▶ _AIM OF THE TASK_:
Set down exactly, from the records below, the line with "pub type Result<T>" through the line with "type JsonMap = serde_json::Map<String, serde_json::Value>;", and nothing else.

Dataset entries
'''

/// Output projection: which entities to keep, and which fields per entity.
#[derive(Debug, Clone, Default)]
pub struct Projection {
    /// Lower-cased entity keys to keep. `None` keeps everything.
    pub entities: Option<Vec<String>>,
    /// Per-entity field selection, keyed by lower-cased entity name.
    pub fields: BTreeMap<String, Vec<String>>,
}

/// A fully specified fetch request: primary entity + filter, related-entity
/// requests, projection, and an overall row cap.
#[derive(Debug, Clone)]
pub struct QueryRequest {
    pub entity: String,
    pub filter: FilterDocument,
    pub related: Vec<RelatedRequest>,
    pub projection: Projection,
    pub limit: Option<u32>,
}

impl QueryRequest {
    pub fn new(entity: impl Into<String>, filter: FilterDocument) -> Self {
        Self {
            entity: entity.into(),
            filter,
            related: Vec::new(),
            projection: Projection::default(),
            limit: None,
        }
    }

    /// Adds a related entity joined against the primary entity.
    pub fn with_related(mut self, entity: impl Into<String>, filter: Option<FilterDocument>) -> Self {
        self.related.push(RelatedRequest {
            entity: entity.into(),
            filter,
            parent: None,
        });
        self
    }

    /// Adds a related entity joined against an explicit parent entity.
    pub fn with_related_under(
        mut self,
        entity: impl Into<String>,
        parent: impl Into<String>,
        filter: Option<FilterDocument>,
    ) -> Self {
        self.related.push(RelatedRequest {
            entity: entity.into(),
            filter,
            parent: Some(parent.into()),
        });
        self
    }

    /// Restricts the result document to the named entities.
    pub fn with_entities<I, S>(mut self, entities: I) -> Self
    where
        I: IntoIterator<Item = S>,
        S: AsRef<str>,
    {
        self.projection.entities = Some(
            entities
                .into_iter()
                .map(|e| e.as_ref().to_ascii_lowercase())
                .collect(),
        );
        self
    }

    /// Restricts one entity's records to the named fields.
    pub fn with_fields<I, S>(mut self, entity: impl AsRef<str>, fields: I) -> Self
    where
        I: IntoIterator<Item = S>,
        S: Into<String>,
    {
        self.projection.fields.insert(
            entity.as_ref().to_ascii_lowercase(),
            fields.into_iter().map(Into::into).collect(),
        );
        self
    }

    /// Caps total flattened rows fetched, before deduplication.
    pub fn with_limit(mut self, limit: u32) -> Self {
        self.limit = Some(limit);
        self
    }
}

/// Non-fatal planning degradations, logged by the engine.
#[derive(Debug, Clone, PartialEq, Eq)]
pub enum PlanWarning {
    /// A related request's parent never resolved (cycle or dangling name);
    /// the request was re-parented onto the primary entity.
    UnresolvedParent { entity: String, parent: String },
    /// The dialect cannot express a ranking window; the per-entity cap was
    /// dropped and the branch joins unbounded.
    RankingUnavailable { entity: String },
}

impl core::fmt::Display for PlanWarning {
    fn fmt(&self, f: &mut core::fmt::Formatter<'_>) -> core::fmt::Result {
        match self {
            PlanWarning::UnresolvedParent { entity, parent } => write!(
                f,
                "parent '{parent}' of related entity '{entity}' never resolved, re-parented onto the primary entity"
            ),
            PlanWarning::RankingUnavailable { entity } => write!(
                f,
                "dialect cannot rank rows, per-entity cap on '{entity}' dropped"
            ),
        }
    }
}

/// A condition with its value already coerced to the field's declared type.
#[derive(Debug, Clone)]
pub struct BoundCondition {
    pub field: String,
    pub op: CompareOp,
    pub value: BoundValue,
}

#[derive(Debug, Clone)]
pub enum BoundValue {
    One(SqlValue),
    Many(Vec<SqlValue>),
}

/// One planned join branch, in resolution order.
#[derive(Debug)]
pub struct PlannedJoin<'s> {
    pub schema: &'s EntitySchema,
    pub alias: String,
    pub parent_alias: String,
    /// Join key read on the parent side.
    pub parent_key: String,
    /// Join key read on the child side.
    pub child_key: String,
    pub conditions: Vec<BoundCondition>,
    /// Per-branch "top-N per parent" cap, realized via a ranking subquery.
    pub cap: Option<u32>,
}

/// The immutable output of planning: everything SQL rendering needs.
#[derive(Debug)]
pub struct QueryPlan<'s> {
    pub dialect: Dialect,
    pub primary: &'s EntitySchema,
    pub primary_alias: String,
    pub primary_conditions: Vec<BoundCondition>,
    pub joins: Vec<PlannedJoin<'s>>,
    /// min(requested-or-default, configured maximum), applied pre-dedup.
    pub row_cap: u32,
    pub projection: Projection,
    pub warnings: Vec<PlanWarning>,
}
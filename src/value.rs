//! Filter values and bound statement parameters.
//!
//! `FilterValue` models the JSON scalar/array subset a filter document may
//! carry. `SqlValue` is the typed parameter actually bound to the statement,
//! produced by coercing a `FilterValue` to the field's declared [`FieldType`].

use chrono::{DateTime, NaiveDate, NaiveDateTime, Utc};
use rust_decimal::Decimal;

use crate::error::{Error, Result};
use crate::schema::FieldType;

/// A loosely-typed value out of a filter document.
#[derive(Debug, Clone, PartialEq)]
pub enum FilterValue {
    Null,
    Bool(bool),
    Int(i64),
    Float(f64),
    Str(String),
    Array(Vec<FilterValue>),
}

impl From<&serde_json::Value> for FilterValue {
    fn from(value: &serde_json::Value) -> Self {
        match value {
            serde_json::Value::Null => FilterValue::Null,
            serde_json::Value::Bool(b) => FilterValue::Bool(*b),
            serde_json::Value::Number(n) => {
                if let Some(i) = n.as_i64() {
                    FilterValue::Int(i)
                } else {
                    FilterValue::Float(n.as_f64().unwrap_or(f64::NAN))
                }
            }
            serde_json::Value::String(s) => FilterValue::Str(s.clone()),
            serde_json::Value::Array(items) => {
                FilterValue::Array(items.iter().map(FilterValue::from).collect())
            }
            // Nested objects are operator documents, handled by the filter
            // parser before values reach this conversion.
            serde_json::Value::Object(_) => FilterValue::Null,
        }
    }
}

impl core::fmt::Display for FilterValue {
    fn fmt(&self, f: &mut core::fmt::Formatter<'_>) -> core::fmt::Result {
        match self {
            FilterValue::Null => f.write_str("null"),
            FilterValue::Bool(b) => write!(f, "{b}"),
            FilterValue::Int(i) => write!(f, "{i}"),
            FilterValue::Float(x) => write!(f, "{x}"),
            FilterValue::Str(s) => write!(f, "'{s}'"),
            FilterValue::Array(items) => {
                f.write_str("[")?;
                for (i, item) in items.iter().enumerate() {
                    if i > 0 {
                        f.write_str(", ")?;
                    }
                    write!(f, "{item}")?;
                }
                f.write_str("]")
            }
        }
    }
}

/// A typed value bound to (or read back from) the statement.
#[derive(Debug, Clone, PartialEq)]
pub enum SqlValue {
    Null,
    Int(i64),
    Float(f64),
    Text(String),
    Bool(bool),
    Decimal(Decimal),
    Datetime(DateTime<Utc>),
}

impl SqlValue {
    pub fn is_null(&self) -> bool {
        matches!(self, SqlValue::Null)
    }

    /// JSON rendering for the result document.
    pub fn to_json(&self) -> serde_json::Value {
        match self {
            SqlValue::Null => serde_json::Value::Null,
            SqlValue::Int(i) => serde_json::Value::from(*i),
            SqlValue::Float(x) => serde_json::Value::from(*x),
            SqlValue::Text(s) => serde_json::Value::from(s.clone()),
            SqlValue::Bool(b) => serde_json::Value::from(*b),
            SqlValue::Decimal(d) => serde_json::Value::from(d.to_string()),
            SqlValue::Datetime(dt) => serde_json::Value::from(dt.to_rfc3339()),
        }
    }
}

/// Coerces one scalar filter value to the field's declared type.
///
/// The filter parser classifies syntax only; this is the single place where
/// loosely-typed input meets the schema. A value that cannot be coerced fails
/// the whole query.
pub fn coerce(field: &str, expected: FieldType, value: &FilterValue) -> Result<SqlValue> {
    let fail = || Error::Conversion {
        field: field.to_string(),
        expected,
        value: value.to_string(),
    };

    match expected {
        FieldType::String => match value {
            FilterValue::Str(s) => Ok(SqlValue::Text(s.clone())),
            _ => Err(fail()),
        },
        FieldType::Integer => match value {
            FilterValue::Int(i) => Ok(SqlValue::Int(*i)),
            FilterValue::Float(x) if x.fract() == 0.0 => Ok(SqlValue::Int(*x as i64)),
            FilterValue::Str(s) => s.trim().parse().map(SqlValue::Int).map_err(|_| fail()),
            FilterValue::Bool(b) => Ok(SqlValue::Int(i64::from(*b))),
            _ => Err(fail()),
        },
        FieldType::Decimal => match value {
            FilterValue::Int(i) => Ok(SqlValue::Decimal(Decimal::from(*i))),
            FilterValue::Float(x) => Decimal::try_from(*x).map(SqlValue::Decimal).map_err(|_| fail()),
            FilterValue::Str(s) => s.trim().parse().map(SqlValue::Decimal).map_err(|_| fail()),
            _ => Err(fail()),
        },
        FieldType::Boolean => match value {
            FilterValue::Bool(b) => Ok(SqlValue::Bool(*b)),
            FilterValue::Int(0) => Ok(SqlValue::Bool(false)),
            FilterValue::Int(1) => Ok(SqlValue::Bool(true)),
            FilterValue::Str(s) => match s.to_ascii_lowercase().as_str() {
                "true" | "1" => Ok(SqlValue::Bool(true)),
                "false" | "0" => Ok(SqlValue::Bool(false)),
                _ => Err(fail()),
            },
            _ => Err(fail()),
        },
        FieldType::Datetime => match value {
            FilterValue::Str(s) => parse_datetime(s).ok_or_else(fail).map(SqlValue::Datetime),
            FilterValue::Int(secs) => DateTime::from_timestamp(*secs, 0)
                .ok_or_else(fail)
                .map(SqlValue::Datetime),
            FilterValue::Float(secs) => DateTime::from_timestamp_millis((secs * 1000.0) as i64)
                .ok_or_else(fail)
                .map(SqlValue::Datetime),
            _ => Err(fail()),
        },
    }
}

/// Accepts RFC 3339, `YYYY-MM-DD HH:MM:SS`, and bare `YYYY-MM-DD` forms.
fn parse_datetime(s: &str) -> Option<DateTime<Utc>> {
    if let Ok(dt) = DateTime::parse_from_rfc3339(s) {
        return Some(dt.with_timezone(&Utc));
    }
    if let Ok(naive) = NaiveDateTime::parse_from_str(s, "%Y-%m-%d %H:%M:%S") {
        return Some(naive.and_utc());
    }
    if let Ok(date) = NaiveDate::parse_from_str(s, "%Y-%m-%d") {
        return Some(date.and_hms_opt(0, 0, 0)?.and_utc());
    }
    None
}

#[cfg(test)]
mod tests {
    use super::*;

    #[test]
    fn integer_coercion_accepts_all_input_forms() {
        assert_eq!(
            coerce("n", FieldType::Integer, &FilterValue::Int(7)).unwrap(),
            SqlValue::Int(7)
        );
        assert_eq!(
            coerce("n", FieldType::Integer, &FilterValue::Str("42".into())).unwrap(),
            SqlValue::Int(42)
        );
        assert_eq!(
            coerce("n", FieldType::Integer, &FilterValue::Float(3.0)).unwrap(),
            SqlValue::Int(3)
        );
        assert_eq!(
            coerce("n", FieldType::Integer, &FilterValue::Bool(true)).unwrap(),
            SqlValue::Int(1)
        );
    }

    #[test]
    fn conversion_error_names_field_type_and_value() {
        let err = coerce("age", FieldType::Integer, &FilterValue::Str("abc".into())).unwrap_err();
        let message = err.to_string();
        assert!(message.contains("age"));
        assert!(message.contains("integer"));
        assert!(message.contains("abc"));
    }

    #[test]
    fn fractional_float_is_not_an_integer() {
        assert!(coerce("n", FieldType::Integer, &FilterValue::Float(3.5)).is_err());
    }

    #[test]
    fn datetime_coercion_accepts_common_forms() {
        for input in ["2024-01-15T10:30:00Z", "2024-01-15 10:30:00", "2024-01-15"] {
            let coerced = coerce("at", FieldType::Datetime, &FilterValue::Str(input.into()));
            assert!(coerced.is_ok(), "failed to parse {input}");
        }
        assert!(coerce("at", FieldType::Datetime, &FilterValue::Int(1_700_000_000)).is_ok());
    }

    #[test]
    fn string_field_rejects_non_string_input() {
        assert!(coerce("name", FieldType::String, &FilterValue::Int(5)).is_err());
    }

    #[test]
    fn boolean_coercion() {
        assert_eq!(
            coerce("b", FieldType::Boolean, &FilterValue::Str("TRUE".into())).unwrap(),
            SqlValue::Bool(true)
        );
        assert_eq!(
            coerce("b", FieldType::Boolean, &FilterValue::Int(0)).unwrap(),
            SqlValue::Bool(false)
        );
        assert!(coerce("b", FieldType::Boolean, &FilterValue::Int(2)).is_err());
    }
}
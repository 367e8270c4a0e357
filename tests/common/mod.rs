//! Shared fixture: a small CRM-ish schema (customer → subscription → invoice,
//! customer → note), seeded into an in-memory SQLite database when the
//! rusqlite driver is enabled.

#[cfg(feature = "rusqlite")]
use std::sync::Arc;

use graphfetch::FilterDocument;
#[cfg(feature = "rusqlite")]
use graphfetch::{Engine, RusqliteExecutor, SchemaRegistry};

pub const SCHEMA_JSON: &str = r#"{
    "defaultLimit": 100,
    "maxLimit": 500,
    "entities": {
        "Customer": {
            "tableName": "customers",
            "identifierField": "id",
            "fields": {
                "id": { "type": "integer" },
                "email": { "type": "string" },
                "name": { "type": "string" },
                "created_at": { "type": "datetime" }
            },
            "allowedFilterFields": ["id", "email", "name", "created_at"],
            "relationships": {
                "Subscription": { "foreignKey": "id", "localKey": "customer_id", "type": "one-to-many" },
                "Note": { "foreignKey": "id", "localKey": "customer_id", "type": "one-to-many" }
            }
        },
        "Subscription": {
            "tableName": "subscriptions",
            "identifierField": "id",
            "fields": {
                "id": { "type": "integer" },
                "customer_id": { "type": "integer" },
                "status": { "type": "string" },
                "started_at": { "type": "datetime" }
            },
            "allowedFilterFields": ["status", "started_at"],
            "defaultOrderBy": "started_at DESC"
        },
        "Invoice": {
            "tableName": "invoices",
            "identifierField": "id",
            "fields": {
                "id": { "type": "integer" },
                "subscription_id": { "type": "integer" },
                "amount": { "type": "decimal" },
                "paid": { "type": "boolean" }
            },
            "allowedFilterFields": ["amount", "paid"],
            "relationships": {
                "Subscription": { "foreignKey": "subscription_id", "localKey": "id", "type": "many-to-one" }
            }
        },
        "Note": {
            "tableName": "notes",
            "identifierField": "id",
            "fields": {
                "id": { "type": "integer" },
                "customer_id": { "type": "integer" },
                "body": { "type": "string" }
            },
            "allowedFilterFields": ["body"]
        }
    }
}"#;

#[cfg(feature = "rusqlite")]
const SEED_SQL: &str = r#"
    CREATE TABLE customers (
        id INTEGER PRIMARY KEY,
        email TEXT NOT NULL,
        name TEXT NOT NULL,
        created_at TEXT NOT NULL
    );
    CREATE TABLE subscriptions (
        id INTEGER PRIMARY KEY,
        customer_id INTEGER NOT NULL,
        status TEXT NOT NULL,
        started_at TEXT NOT NULL
    );
    CREATE TABLE invoices (
        id INTEGER PRIMARY KEY,
        subscription_id INTEGER NOT NULL,
        amount REAL NOT NULL,
        paid INTEGER NOT NULL
    );
    CREATE TABLE notes (
        id INTEGER PRIMARY KEY,
        customer_id INTEGER NOT NULL,
        body TEXT NOT NULL
    );

    INSERT INTO customers VALUES
        (1, 'a@x.com', 'alice', '2024-01-10T00:00:00+00:00'),
        (2, 'b@x.com', 'bob',   '2024-02-20T00:00:00+00:00');

    INSERT INTO subscriptions VALUES
        (1, 1, 'active',    '2024-03-01T00:00:00+00:00'),
        (2, 1, 'active',    '2024-05-01T00:00:00+00:00'),
        (3, 1, 'cancelled', '2024-01-15T00:00:00+00:00');

    INSERT INTO invoices VALUES
        (1, 1, 120.5, 1),
        (2, 2, 80.0,  0),
        (3, 2, 15.25, 1);

    INSERT INTO notes VALUES
        (1, 1, 'called about renewal'),
        (2, 1, 'upgraded plan');
"#;

#[cfg(feature = "rusqlite")]
pub fn engine() -> Engine<RusqliteExecutor> {
    let registry = Arc::new(SchemaRegistry::from_json(SCHEMA_JSON).unwrap());
    let executor = RusqliteExecutor::open_in_memory().unwrap();
    executor.batch(SEED_SQL).unwrap();
    Engine::new(registry, executor)
}

pub fn filter(json: &str) -> FilterDocument {
    serde_json::from_str(json).unwrap()
}
use thiserror::Error;

use crate::schema::FieldType;

#[derive(Debug, Error)]
pub enum Error {
    /// Request is structurally invalid (unknown entity, empty primary filter, ...)
    #[error("Validation error: {0}")]
    Validation(String),

    /// A filter value could not be coerced to the field's declared type
    #[error("Conversion error: cannot convert {value} to {expected} for field '{field}'")]
    Conversion {
        field: String,
        expected: FieldType,
        value: String,
    },

    /// Error loading or validating the schema document
    #[error("Schema error: {0}")]
    Schema(String),

    /// Error executing the generated statement
    #[error("Execution error: {0}")]
    Execution(String),

    /// The caller raised the cancellation signal while the statement was in flight
    #[error("Query cancelled")]
    Cancelled,

    /// Rusqlite specific errors
    #[cfg(feature = "rusqlite")]
    #[error("Rusqlite error: {0}")]
    Rusqlite(#[from] rusqlite::Error),
}

/// Result type for query operations
pub type Result<T> = std::result::Result<T, Error>;
//! Reconstruction of the flat row stream into per-entity collections.
//!
//! A query with related entities legitimately repeats the primary entity's
//! columns across fan-out rows; only one copy is kept. Each related entity
//! keeps an ordered, identifier-keyed seen set so fan-out never duplicates
//! records, and an all-null column slice (an outer-join branch with no match)
//! is skipped without being marked seen.

use std::collections::{BTreeMap, HashSet};

use serde::Serialize;

use crate::error::Error;
use crate::plan::QueryPlan;
use crate::sql::COLUMN_SEPARATOR;
use crate::value::SqlValue;

/// The flat, ordered row stream produced by executing the statement.
#[derive(Debug, Default)]
pub struct RowSet {
    pub columns: Vec<String>,
    pub rows: Vec<Vec<SqlValue>>,
}

type JsonMap = serde_json::Map<String, serde_json::Value>;

/// The result document. All failures cross the engine boundary through this
/// shape rather than an error type; callers must check `success`.
#[derive(Debug, Serialize)]
pub struct QueryResult {
    pub success: bool,
    #[serde(skip_serializing_if = "Option::is_none")]
    pub error: Option<String>,
    pub data: JsonMap,
    pub counts: BTreeMap<String, usize>,
}

impl QueryResult {
    pub fn failure(error: &Error) -> Self {
        Self {
            success: false,
            error: Some(error.to_string()),
            data: JsonMap::new(),
            counts: BTreeMap::new(),
        }
    }
}

/// Column slice of one entity inside the flat row: pairs of (field, index).
struct EntitySlice {
    key: String,
    identifier: String,
    columns: Vec<(String, usize)>,
}

impl EntitySlice {
    fn new(entity_key: String, identifier: &str, fields: impl Iterator<Item = String>, columns: &[String]) -> Self {
        let prefix = format!("{entity_key}{COLUMN_SEPARATOR}");
        let slice = fields
            .filter_map(|field| {
                let name = format!("{prefix}{field}");
                columns.iter().position(|c| *c == name).map(|idx| (field, idx))
            })
            .collect();
        Self {
            key: entity_key,
            identifier: identifier.to_string(),
            columns: slice,
        }
    }

    fn extract(&self, row: &[SqlValue]) -> JsonMap {
        let mut record = JsonMap::new();
        for (field, idx) in &self.columns {
            record.insert(field.clone(), row[*idx].to_json());
        }
        record
    }

    fn is_unmatched(&self, row: &[SqlValue]) -> bool {
        self.columns.iter().all(|(_, idx)| row[*idx].is_null())
    }

    fn identifier_of(&self, row: &[SqlValue]) -> String {
        self.columns
            .iter()
            .find(|(field, _)| *field == self.identifier)
            .map(|(_, idx)| row[*idx].to_json().to_string())
            .unwrap_or_default()
    }
}

/// Reshapes the row stream into the result document and applies the plan's
/// output projection. Counts are post-dedup, pre-field-projection.
pub fn materialize(plan: &QueryPlan<'_>, rows: &RowSet) -> QueryResult {
    let mut data = JsonMap::new();
    let mut counts = BTreeMap::new();

    let primary = EntitySlice::new(
        plan.primary.key(),
        &plan.primary.identifier_field,
        plan.primary.fields.keys().cloned(),
        &rows.columns,
    );

    // First row's primary columns anchor the single primary record.
    match rows.rows.first() {
        Some(first) => {
            data.insert(
                primary.key.clone(),
                serde_json::Value::Object(primary.extract(first)),
            );
            counts.insert(primary.key.clone(), 1);
        }
        None => {
            counts.insert(primary.key.clone(), 0);
        }
    }

    for join in &plan.joins {
        let slice = EntitySlice::new(
            join.schema.key(),
            &join.schema.identifier_field,
            join.schema.fields.keys().cloned(),
            &rows.columns,
        );

        let mut seen: HashSet<String> = HashSet::new();
        let mut records: Vec<serde_json::Value> = Vec::new();
        for row in &rows.rows {
            if slice.is_unmatched(row) {
                continue;
            }
            let id = slice.identifier_of(row);
            if seen.insert(id) {
                records.push(serde_json::Value::Object(slice.extract(row)));
            }
        }

        counts.insert(slice.key.clone(), records.len());
        data.insert(slice.key, serde_json::Value::Array(records));
    }

    apply_projection(plan, &mut data, &mut counts);

    QueryResult {
        success: true,
        error: None,
        data,
        counts,
    }
}

fn apply_projection(plan: &QueryPlan<'_>, data: &mut JsonMap, counts: &mut BTreeMap<String, usize>) {
    if let Some(keep) = &plan.projection.entities {
        data.retain(|key, _| keep.iter().any(|k| k == key));
        counts.retain(|key, _| keep.iter().any(|k| k == key));
    }

    for (entity, fields) in &plan.projection.fields {
        let Some(value) = data.get_mut(entity) else {
            continue;
        };
        match value {
            serde_json::Value::Object(record) => {
                record.retain(|field, _| fields.iter().any(|f| f == field));
            }
            serde_json::Value::Array(records) => {
                for record in records {
                    if let serde_json::Value::Object(record) = record {
                        record.retain(|field, _| fields.iter().any(|f| f == field));
                    }
                }
            }
            _ => {}
        }
    }
}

'''

▶ _RESPONSE TO THE EXERCISE_:
pub type Result<T> = std::result::Result<T, Error>;
//! Reconstruction of the flat row stream into per-entity collections.
//!
//! A query with related entities legitimately repeats the primary entity's
//! columns across fan-out rows; only one copy is kept. Each related entity
//! keeps an ordered, identifier-keyed seen set so fan-out never duplicates
//! records, and an all-null column slice (an outer-join branch with no match)
//! is skipped without being marked seen.

use std::collections::{BTreeMap, HashSet};

use serde::Serialize;

use crate::error::Error;
use crate::plan::QueryPlan;
use crate::sql::COLUMN_SEPARATOR;
use crate::value::SqlValue;

/// The flat, ordered row stream produced by executing the statement.
#[derive(Debug, Default)]
pub struct RowSet {
    pub columns: Vec<String>,
    pub rows: Vec<Vec<SqlValue>>,
}

type JsonMap = serde_json::Map<String, serde_json::Value>;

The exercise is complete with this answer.